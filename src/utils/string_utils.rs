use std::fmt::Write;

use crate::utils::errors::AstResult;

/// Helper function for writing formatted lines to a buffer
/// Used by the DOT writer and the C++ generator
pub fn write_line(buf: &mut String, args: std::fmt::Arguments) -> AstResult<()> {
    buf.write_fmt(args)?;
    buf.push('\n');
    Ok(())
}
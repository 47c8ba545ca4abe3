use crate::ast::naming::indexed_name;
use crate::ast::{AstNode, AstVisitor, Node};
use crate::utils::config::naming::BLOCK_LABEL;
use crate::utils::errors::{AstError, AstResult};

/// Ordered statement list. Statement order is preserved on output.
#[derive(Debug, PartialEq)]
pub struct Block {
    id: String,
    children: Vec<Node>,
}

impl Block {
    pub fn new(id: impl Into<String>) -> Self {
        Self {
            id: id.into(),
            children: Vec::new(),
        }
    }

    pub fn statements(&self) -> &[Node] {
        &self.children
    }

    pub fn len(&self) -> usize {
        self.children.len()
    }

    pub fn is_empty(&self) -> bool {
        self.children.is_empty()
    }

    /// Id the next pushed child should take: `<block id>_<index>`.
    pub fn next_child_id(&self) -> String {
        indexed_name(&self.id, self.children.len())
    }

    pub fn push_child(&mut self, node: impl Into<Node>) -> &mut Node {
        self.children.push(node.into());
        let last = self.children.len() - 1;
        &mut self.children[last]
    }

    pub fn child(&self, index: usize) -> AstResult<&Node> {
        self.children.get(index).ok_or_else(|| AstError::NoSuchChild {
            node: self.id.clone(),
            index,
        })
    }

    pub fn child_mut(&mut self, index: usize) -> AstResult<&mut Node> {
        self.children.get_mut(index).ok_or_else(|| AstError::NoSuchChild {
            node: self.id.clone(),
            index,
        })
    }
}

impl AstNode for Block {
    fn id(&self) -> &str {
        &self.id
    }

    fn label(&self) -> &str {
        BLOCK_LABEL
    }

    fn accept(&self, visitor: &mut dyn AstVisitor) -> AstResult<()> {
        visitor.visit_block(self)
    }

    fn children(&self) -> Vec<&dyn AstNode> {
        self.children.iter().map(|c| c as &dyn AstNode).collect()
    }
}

================

• _Activity_: Above are some records. Report the number of their lines that include "naming", and add nothing else.

• _Response box_: 2